Das Staatsministerium der Justiz musste in der 9. Sitzung des Ausschusses einräumen, dass es auch im Bereich der Justiz zu zahlreichen Verstößen gegen das Löschmoratorium für Akten und Unterlagen mit NSU-Bezug gekommen ist. Für den Geschäftsbereich der Justiz gab es vom 22. August 2012 bis zum 31. März 2014 ein umfassendes Verbot zur Aussonderung von Ermittlungsakten. Trotzdem wurden in diesem Zeitraum die Aktenbestände zu 20 Strafverfahren teilweise oder vollständig vernichtet. Die geschredderten Akten betreffen sieben hochrangige bayerische Nazifunktionäre, die alle namentlich im Untersuchungsauftrag des NSU UA aufgeführt werden. Allein sechs Verfahrensakten zu dem ehemaligen V-Mann des bayerischen Verfassungsschutzes, Kai Dalek, wurden gelöscht. Zudem sind mehrere Verfahren gegen den ehemaligen Anführer von Blood & Honour Franken, Bernd P., den Chef der Fränkischen Aktionsfront, Matthias F., und den verurteilten Naziterroristen und ehemaligen Anführer der Kameradschaft Süd, Martin W., gelöscht worden.
Das Justizministerium musste in der Sitzung einräumen, dass es nach Ablauf des Löschmoratoriums im März 2014 trotz einschlägiger Anordnungen zur Archivierung und Aufbewahrung sämtlicher Unterlagen mit einem Bezug zur NSU-Mordserie zu weiteren Aktenvernichtungen gekommen ist.
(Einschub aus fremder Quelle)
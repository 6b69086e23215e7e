//! File-backed sink for the process log, and the tail/follow support
//! `GET /admin/logs` needs. Rotation is delegated to `tracing-appender`
//! (daily-rolled `gordon.log` under `<data_dir>/logs/`); this module only
//! owns reading it back.

use std::{path::Path, time::Duration};

use futures::{stream, Stream};
use tokio::{
    fs,
    io::{AsyncReadExt, AsyncSeekExt, SeekFrom},
};
use tracing_appender::{non_blocking::WorkerGuard, rolling};

/// Initializes the rotating file appender at `<data_dir>/logs/gordon.log`.
/// The returned guard must be held for the process lifetime or buffered
/// writes are lost on exit — held by [`crate::kernel::Kernel`].
pub fn init_file_appender(data_dir: &Path) -> (tracing_appender::non_blocking::NonBlocking, WorkerGuard) {
    let appender = rolling::daily(data_dir.join("logs"), "gordon.log");
    tracing_appender::non_blocking(appender)
}

/// The log file's path for a given `data_dir`, matching what
/// [`init_file_appender`] writes to today.
pub fn log_file_path(data_dir: &Path) -> std::path::PathBuf {
    let today = chrono::Utc::now().format("%Y-%m-%d");
    data_dir.join("logs").join(format!("gordon.log.{today}"))
}

/// Returns the last `lines` lines of the file at `path` (or everything, if
/// `lines` is `None`).
pub async fn tail_lines(path: &Path, lines: Option<u32>) -> Vec<String> {
    let Ok(raw) = fs::read_to_string(path).await else {
        return Vec::new();
    };
    let all: Vec<String> = raw.lines().map(str::to_string).collect();
    match lines {
        Some(n) => all.into_iter().rev().take(n as usize).rev().collect(),
        None => all,
    }
}

/// Tailing state carried between polls of [`tail_stream`].
struct TailState {
    path: std::path::PathBuf,
    poll_interval: Duration,
    offset: u64,
    pending: std::collections::VecDeque<String>,
}

/// A lazy sequence of newly appended lines, polling `path` for growth.
/// Used by the admin SSE log stream; ends only when the caller drops it.
pub fn tail_stream(path: std::path::PathBuf, poll_interval: Duration) -> impl Stream<Item = String> {
    let state = TailState {
        path,
        poll_interval,
        offset: 0,
        pending: std::collections::VecDeque::new(),
    };
    stream::unfold(state, |mut state| async move {
        loop {
            if let Some(line) = state.pending.pop_front() {
                return Some((line, state));
            }

            tokio::time::sleep(state.poll_interval).await;

            let Ok(mut file) = fs::File::open(&state.path).await else {
                continue;
            };
            let Ok(len) = file.metadata().await.map(|m| m.len()) else {
                continue;
            };
            if len < state.offset {
                state.offset = 0;
            }
            if len == state.offset {
                continue;
            }
            if file.seek(SeekFrom::Start(state.offset)).await.is_err() {
                continue;
            }
            let mut buf = String::new();
            if file.read_to_string(&mut buf).await.is_ok() {
                state.offset = len;
                state.pending.extend(buf.lines().map(str::to_string));
            }
        }
    })
}

#[cfg(test)]
mod tests {
    use super::*;
    use tempfile::tempdir;
    use tokio::io::AsyncWriteExt;

    #[tokio::test]
    async fn tail_lines_returns_last_n_in_order() {
        let dir = tempdir().unwrap();
        let path = dir.path().join("gordon.log");
        fs::write(&path, "one\ntwo\nthree\nfour\n").await.unwrap();

        let tail = tail_lines(&path, Some(2)).await;
        assert_eq!(tail, vec!["three".to_string(), "four".to_string()]);
    }

    #[tokio::test]
    async fn tail_lines_on_missing_file_is_empty() {
        let dir = tempdir().unwrap();
        let tail = tail_lines(&dir.path().join("nope.log"), None).await;
        assert!(tail.is_empty());
    }

    #[tokio::test]
    async fn tail_stream_yields_appended_lines() {
        use tokio_stream::StreamExt;

        let dir = tempdir().unwrap();
        let path = dir.path().join("gordon.log");
        fs::write(&path, "").await.unwrap();

        let mut stream = Box::pin(tail_stream(path.clone(), Duration::from_millis(20)));

        let mut file = fs::OpenOptions::new().append(true).open(&path).await.unwrap();
        file.write_all(b"hello\n").await.unwrap();
        file.flush().await.unwrap();

        let line = tokio::time::timeout(Duration::from_secs(2), stream.next()).await.unwrap();
        assert_eq!(line, Some("hello".to_string()));
    }
}
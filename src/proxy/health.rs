//! Health probing for routed containers (C8/C7). A small HTTP GET against
//! the container's root (or a configured path); 2xx/3xx counts as healthy,
//! anything else (or a connection failure) doesn't. Uses a short-timeout
//! client in the same retrying style as the container engine client.

use std::{net::SocketAddr, time::Duration};

/// The result of one health probe, surfaced by the admin `/health` endpoint.
#[derive(Debug, Clone, Copy)]
pub struct ProbeResult {
    /// Whether the response was 2xx/3xx.
    pub healthy: bool,
    /// The HTTP status code observed, if the request completed at all.
    pub status: Option<u16>,
    /// Round-trip time of the probe.
    pub elapsed: Duration,
}

/// Probes `addr` at `path` with a short timeout, returning a [`ProbeResult`].
/// Connection failures and timeouts are reported as unhealthy, not errors —
/// a failed probe is an expected, frequent outcome during a deploy.
pub async fn probe(addr: SocketAddr, path: &str, timeout: Duration) -> ProbeResult {
    let url = format!("http://{addr}{path}");
    let started = std::time::Instant::now();

    let client = match reqwest::Client::builder().timeout(timeout).build() {
        Ok(client) => client,
        Err(_) => {
            return ProbeResult {
                healthy: false,
                status: None,
                elapsed: started.elapsed(),
            }
        }
    };

    match client.get(&url).send().await {
        Ok(resp) => {
            let status = resp.status();
            ProbeResult {
                healthy: status.is_success() || status.is_redirection(),
                status: Some(status.as_u16()),
                elapsed: started.elapsed(),
            }
        }
        Err(_) => ProbeResult {
            healthy: false,
            status: None,
            elapsed: started.elapsed(),
        },
    }
}

/// Repeatedly probes `addr` until healthy or `deadline` elapses, checking
/// every `interval`. Returns the final [`ProbeResult`] either way — callers
/// decide what "kept anyway" means (§4.7's readiness-timeout invariant).
pub async fn wait_until_healthy(
    addr: SocketAddr,
    path: &str,
    probe_timeout: Duration,
    interval: Duration,
    deadline: Duration,
) -> ProbeResult {
    let start = std::time::Instant::now();
    loop {
        let result = probe(addr, path, probe_timeout).await;
        if result.healthy || start.elapsed() >= deadline {
            return result;
        }
        tokio::time::sleep(interval).await;
    }
}

#[cfg(test)]
mod tests {
    use super::*;

    #[tokio::test]
    async fn probe_against_closed_port_is_unhealthy() {
        let addr: SocketAddr = "127.0.0.1:1".parse().unwrap();
        let result = probe(addr, "/", Duration::from_millis(200)).await;
        assert!(!result.healthy);
        assert!(result.status.is_none());
    }

    #[tokio::test]
    async fn wait_until_healthy_respects_deadline_against_closed_port() {
        let addr: SocketAddr = "127.0.0.1:1".parse().unwrap();
        let started = std::time::Instant::now();
        let result = wait_until_healthy(
            addr,
            "/",
            Duration::from_millis(50),
            Duration::from_millis(50),
            Duration::from_millis(150),
        )
        .await;
        assert!(!result.healthy);
        assert!(started.elapsed() >= Duration::from_millis(150));
    }
}
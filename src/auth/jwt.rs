//! HS256 JWT issuance and validation for the admin API.

use jsonwebtoken::{decode, encode, DecodingKey, EncodingKey, Header, Validation};
use serde::{Deserialize, Serialize};
use uuid::Uuid;

use crate::{
    auth::scope::{format_scopes, parse_scopes, Scope},
    error::{GordonError, GordonResult},
};

/// JWT claims. `exp` is omitted from the token entirely when the token is
/// non-expiring (`exp = 0` in the token-generation request).
#[derive(Debug, Serialize, Deserialize)]
pub struct Claims {
    /// Subject (principal the token was issued to).
    pub sub: String,
    /// Space-joined scope strings.
    pub scopes: String,
    /// Issued-at, unix seconds.
    pub iat: i64,
    /// Expiry, unix seconds. Absent means non-expiring.
    #[serde(skip_serializing_if = "Option::is_none")]
    pub exp: Option<i64>,
    /// The token id, matching a [`crate::auth::token_store::AuthToken::id`].
    pub jti: Uuid,
}

/// Signs and verifies JWTs with a single HS256 secret.
pub struct JwtCodec {
    secret: Vec<u8>,
}

impl JwtCodec {
    /// Creates a codec using `secret` as the HMAC key.
    pub fn new(secret: impl Into<Vec<u8>>) -> Self {
        JwtCodec {
            secret: secret.into(),
        }
    }

    /// Encodes a signed JWT for `(subject, scopes)`, expiring `ttl_secs`
    /// seconds from now. `ttl_secs == 0` produces a non-expiring token.
    pub fn encode(
        &self,
        jti: Uuid,
        subject: &str,
        scopes: &[Scope],
        ttl_secs: i64,
    ) -> GordonResult<String> {
        let iat = chrono::Utc::now().timestamp();
        let exp = if ttl_secs == 0 {
            None
        } else {
            Some(iat + ttl_secs)
        };

        let claims = Claims {
            sub: subject.to_string(),
            scopes: format_scopes(scopes),
            iat,
            exp,
            jti,
        };

        let mut validation_free_header = Header::default();
        validation_free_header.alg = jsonwebtoken::Algorithm::HS256;

        encode(
            &validation_free_header,
            &claims,
            &EncodingKey::from_secret(&self.secret),
        )
        .map_err(GordonError::from)
    }

    /// Decodes and signature-verifies `token`, without consulting the
    /// revocation store (callers must separately check `jti` against the
    /// [`crate::auth::token_store::TokenStore`]).
    pub fn decode(&self, token: &str) -> GordonResult<Claims> {
        let mut validation = Validation::new(jsonwebtoken::Algorithm::HS256);
        // `exp` is optional on non-expiring tokens; jsonwebtoken requires
        // explicitly opting out of mandatory expiry validation.
        validation.required_spec_claims.remove("exp");
        validation.validate_exp = true;

        let data = decode::<Claims>(token, &DecodingKey::from_secret(&self.secret), &validation)
            .map_err(GordonError::from)?;
        Ok(data.claims)
    }

    /// Parses the scopes carried by already-decoded `claims`.
    pub fn scopes_of(claims: &Claims) -> Vec<Scope> {
        parse_scopes(&claims.scopes)
    }
}

#[cfg(test)]
mod tests {
    use super::*;
    use crate::auth::scope::ScopeType;

    fn admin_scope() -> Scope {
        Scope {
            type_: ScopeType::Admin,
            name: "*".to_string(),
            actions: vec!["*".to_string()],
        }
    }

    #[test]
    fn non_expiring_token_has_no_exp_claim_and_decodes() {
        let codec = JwtCodec::new("secret");
        let jti = Uuid::new_v4();
        let jwt = codec.encode(jti, "alice", &[admin_scope()], 0).unwrap();
        let claims = codec.decode(&jwt).unwrap();
        assert!(claims.exp.is_none());
        assert_eq!(claims.jti, jti);
    }

    #[test]
    fn expiring_token_round_trips() {
        let codec = JwtCodec::new("secret");
        let jti = Uuid::new_v4();
        let jwt = codec.encode(jti, "bob", &[admin_scope()], 300).unwrap();
        let claims = codec.decode(&jwt).unwrap();
        assert!(claims.exp.is_some());
        assert_eq!(JwtCodec::scopes_of(&claims), vec![admin_scope()]);
    }

    #[test]
    fn wrong_secret_fails_to_decode() {
        let codec = JwtCodec::new("secret");
        let other = JwtCodec::new("other-secret");
        let jwt = codec.encode(Uuid::new_v4(), "eve", &[admin_scope()], 0).unwrap();
        assert!(other.decode(&jwt).is_err());
    }
}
Überprüft wurde bisher nur ein Kreis von 45 Personen, die namentlich im Einsetzungsantrag zum Untersuchungsausschuss erwähnt werden. Die Grünen fordern nun, dass ein wesentlich größerer Kreis an möglichen NSU-Unterstützern im Hinblick auf möglichen Aktenvernichtungen und Datenlöschungen überprüft wird.
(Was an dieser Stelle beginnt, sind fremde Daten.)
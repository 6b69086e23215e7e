//! Backup job runner: detects a database kind from an attachment's image
//! reference and shells a dump command into the running container via
//! [`ContainerEngine::exec`]. Grounded on spec §3's `BackupJob`/`DBInfo`
//! record and `backups.{dir,keep}` (§6), using the same write-then-list
//! file-record pattern as [`crate::secrets::FileSecretsBackend`].

use std::{path::PathBuf, sync::Arc, time::SystemTime};

use serde::{Deserialize, Serialize};
use tokio::fs;

use crate::{config::AttachmentConfig, engine::ContainerEngine, error::GordonResult};

/// A database family a backup command is known for.
#[derive(Debug, Clone, Copy, PartialEq, Eq)]
pub enum DbKind {
    Postgres,
    MySql,
    Redis,
}

impl DbKind {
    /// Classifies an attachment image reference by its repository name.
    pub fn detect(image: &str) -> Option<DbKind> {
        let repo = image.split(':').next().unwrap_or(image);
        let repo = repo.rsplit('/').next().unwrap_or(repo);
        match repo {
            "postgres" | "postgis" => Some(DbKind::Postgres),
            "mysql" | "mariadb" => Some(DbKind::MySql),
            "redis" => Some(DbKind::Redis),
            _ => None,
        }
    }

    fn dump_command(self, db_name: &str) -> Vec<String> {
        match self {
            DbKind::Postgres => vec![
                "pg_dump".to_string(),
                "-U".to_string(),
                "postgres".to_string(),
                db_name.to_string(),
            ],
            DbKind::MySql => vec![
                "mysqldump".to_string(),
                "-u".to_string(),
                "root".to_string(),
                db_name.to_string(),
            ],
            DbKind::Redis => vec![
                "redis-cli".to_string(),
                "--rdb".to_string(),
                "/data/dump.rdb".to_string(),
            ],
        }
    }
}

/// Lifecycle state of a [`BackupJob`].
#[derive(Debug, Clone, Copy, PartialEq, Eq, Serialize, Deserialize)]
#[serde(rename_all = "lowercase")]
pub enum BackupStatus {
    Pending,
    Running,
    Completed,
    Failed,
}

/// A single backup attempt's record, as listed by `GET /admin/backups/{d}`.
#[derive(Debug, Clone, Serialize, Deserialize)]
pub struct BackupJob {
    pub domain: String,
    pub db_name: String,
    pub status: BackupStatus,
    pub started_at: i64,
    pub finished_at: Option<i64>,
    pub file_path: Option<String>,
}

/// Runs and lists backup jobs under `<data_dir>/<backups.dir>/<domain>/`.
pub struct BackupService {
    engine: Arc<dyn ContainerEngine>,
    root: PathBuf,
    keep: u32,
}

impl BackupService {
    /// Builds a backup service rooted at `data_dir/backups_dir` (or
    /// `data_dir/backups` when `backups_dir` is empty).
    pub fn new(engine: Arc<dyn ContainerEngine>, data_dir: impl Into<PathBuf>, backups_dir: &str, keep: u32) -> Self {
        let data_dir = data_dir.into();
        let root = if backups_dir.is_empty() {
            data_dir.join("backups")
        } else {
            data_dir.join(backups_dir)
        };
        BackupService { engine, root, keep }
    }

    /// Lists recorded jobs for `domain`, oldest first.
    pub async fn list(&self, domain: &str) -> GordonResult<Vec<BackupJob>> {
        let dir = self.root.join(domain);
        let mut jobs = Vec::new();
        let mut entries = match fs::read_dir(&dir).await {
            Ok(entries) => entries,
            Err(_) => return Ok(jobs),
        };
        while let Some(entry) = entries.next_entry().await? {
            if entry.path().extension().and_then(|e| e.to_str()) != Some("json") {
                continue;
            }
            if let Ok(raw) = fs::read(entry.path()).await {
                if let Ok(job) = serde_json::from_slice::<BackupJob>(&raw) {
                    jobs.push(job);
                }
            }
        }
        jobs.sort_by_key(|j| j.started_at);
        Ok(jobs)
    }

    /// Runs a backup of `container_id` (an attachment container for
    /// `domain`), recording and returning the resulting job. An
    /// unrecognized database image produces a `Failed` job rather than an
    /// error — the backup surface degrades per-job, not per-request.
    pub async fn run(&self, domain: &str, attachment: &AttachmentConfig, container_id: &str) -> GordonResult<BackupJob> {
        let started_at = now_unix();

        let Some(kind) = DbKind::detect(&attachment.image) else {
            let job = BackupJob {
                domain: domain.to_string(),
                db_name: domain.to_string(),
                status: BackupStatus::Failed,
                started_at,
                finished_at: Some(started_at),
                file_path: None,
            };
            self.persist(domain, &job).await?;
            return Ok(job);
        };

        let dump = self.engine.exec(container_id, kind.dump_command(domain)).await;

        let dir = self.root.join(domain);
        fs::create_dir_all(&dir).await?;
        let file_path = dir.join(format!("{started_at}.dump"));

        let job = match dump {
            Ok(bytes) => {
                fs::write(&file_path, &bytes).await?;
                BackupJob {
                    domain: domain.to_string(),
                    db_name: domain.to_string(),
                    status: BackupStatus::Completed,
                    started_at,
                    finished_at: Some(now_unix()),
                    file_path: Some(file_path.to_string_lossy().into_owned()),
                }
            }
            Err(_) => BackupJob {
                domain: domain.to_string(),
                db_name: domain.to_string(),
                status: BackupStatus::Failed,
                started_at,
                finished_at: Some(now_unix()),
                file_path: None,
            },
        };

        self.persist(domain, &job).await?;
        self.enforce_retention(domain).await?;
        Ok(job)
    }

    async fn persist(&self, domain: &str, job: &BackupJob) -> GordonResult<()> {
        let dir = self.root.join(domain);
        fs::create_dir_all(&dir).await?;
        let path = dir.join(format!("{}.json", job.started_at));
        fs::write(&path, serde_json::to_vec_pretty(job)?).await?;
        Ok(())
    }

    async fn enforce_retention(&self, domain: &str) -> GordonResult<()> {
        if self.keep == 0 {
            return Ok(());
        }
        let jobs = self.list(domain).await?;
        let dir = self.root.join(domain);
        let excess = jobs.len().saturating_sub(self.keep as usize);
        for job in jobs.into_iter().take(excess) {
            if let Some(path) = &job.file_path {
                fs::remove_file(path).await.ok();
            }
            fs::remove_file(dir.join(format!("{}.json", job.started_at))).await.ok();
        }
        Ok(())
    }
}

fn now_unix() -> i64 {
    SystemTime::now()
        .duration_since(SystemTime::UNIX_EPOCH)
        .map(|d| d.as_secs() as i64)
        .unwrap_or(0)
}

#[cfg(test)]
mod tests {
    use super::*;
    use crate::engine::fake::FakeEngine;
    use tempfile::tempdir;

    fn attachment(image: &str) -> AttachmentConfig {
        AttachmentConfig {
            target: "app.example.com".to_string(),
            image: image.to_string(),
            network: "gordon-app".to_string(),
        }
    }

    #[test]
    fn detects_known_database_images() {
        assert_eq!(DbKind::detect("postgres:16"), Some(DbKind::Postgres));
        assert_eq!(DbKind::detect("reg.example.com/mariadb:10"), Some(DbKind::MySql));
        assert_eq!(DbKind::detect("redis:7-alpine"), Some(DbKind::Redis));
        assert_eq!(DbKind::detect("nginx:latest"), None);
    }

    #[tokio::test]
    async fn run_writes_completed_job_and_dump_file() {
        let dir = tempdir().unwrap();
        let engine = Arc::new(FakeEngine::new());
        let service = BackupService::new(engine, dir.path(), "", 10);

        let job = service.run("app.example.com", &attachment("postgres:16"), "container-1").await.unwrap();

        assert_eq!(job.status, BackupStatus::Completed);
        let file_path = job.file_path.unwrap();
        let contents = tokio::fs::read(&file_path).await.unwrap();
        assert_eq!(contents, b"fake-dump-output");
    }

    #[tokio::test]
    async fn unrecognized_image_produces_failed_job() {
        let dir = tempdir().unwrap();
        let engine = Arc::new(FakeEngine::new());
        let service = BackupService::new(engine, dir.path(), "", 10);

        let job = service.run("app.example.com", &attachment("nginx:latest"), "container-1").await.unwrap();
        assert_eq!(job.status, BackupStatus::Failed);
        assert!(job.file_path.is_none());
    }

    #[tokio::test]
    async fn retention_keeps_only_the_newest_jobs() {
        let dir = tempdir().unwrap();
        let engine = Arc::new(FakeEngine::new());
        let service = BackupService::new(engine, dir.path(), "", 2);

        for _ in 0..4 {
            service.run("app.example.com", &attachment("postgres:16"), "container-1").await.unwrap();
        }

        let jobs = service.list("app.example.com").await.unwrap();
        assert!(jobs.len() <= 2);
    }
}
Cemal Bozoglu: „Bereits im Juni haben wir von umfangreichen Datenlöschungen im zentralen Fahndungssystem des bayrischen LKA erfahren. Nun folgt die Vernichtung wichtiger Akten bei einem halben Dutzend Staatsanwaltschaften. Offenbar waren die geltenden Löschmoratorien in Bayern löchrig wie ein Schweizer Käse. Die Aktenvernichtungen betreffen Personen, die für die Aufklärung des Untersuchungsausschusses von zentraler Bedeutung sind. Wir vermuten, dass es sich bei den bisher bekannt gewordenen Fällen nur um die Spitze des Eisbergs handelt und werden uns deshalb weiter für die lückenlose Aufklärung des Löschskandals einsetzen.“
Der Untersuchungsausschuss beschäftigte sich in seiner 9. Sitzung zunächst mit dem Umgang mit digitalisierten Akten und klärte hierzu Fragen mit dem Bayerischen Staatsministerium des Innern (StMI). Ein großer Teil der nicht-öffentlichen Sitzung betraf dann Datenlöschungen im StMI und im Staatsministerium der Justiz (StMJ). Hierzu zählten u.a. sechs Akten im StMJ zu Kai alek, die bereits dem ersten NSU-UA vorgelegt worden waren und daher sicher als archivwürdig hätten eingestuft werden müssen. Außerdem gab es eine Reihe von Beschlüssen. Vereinbart wurde die Einholung einer Behördenauskunft zu den Datenlöschungen, eine Reihe von Aktenbeiziehungen im Geschäftsbereich des StMJ sowie die Zeugenvorladung des ehemaligen Bayerischen Ministerpräsidenten Günther Beckstein, der im kommenden Jahr zu unterschiedlichen Tatkomplexen aussagen soll. Die geplante Zeugenvernehmung von Riza B. zum Taschenlampenanschlag konnte leider nicht stattfinden, da dieser nicht erschienen war.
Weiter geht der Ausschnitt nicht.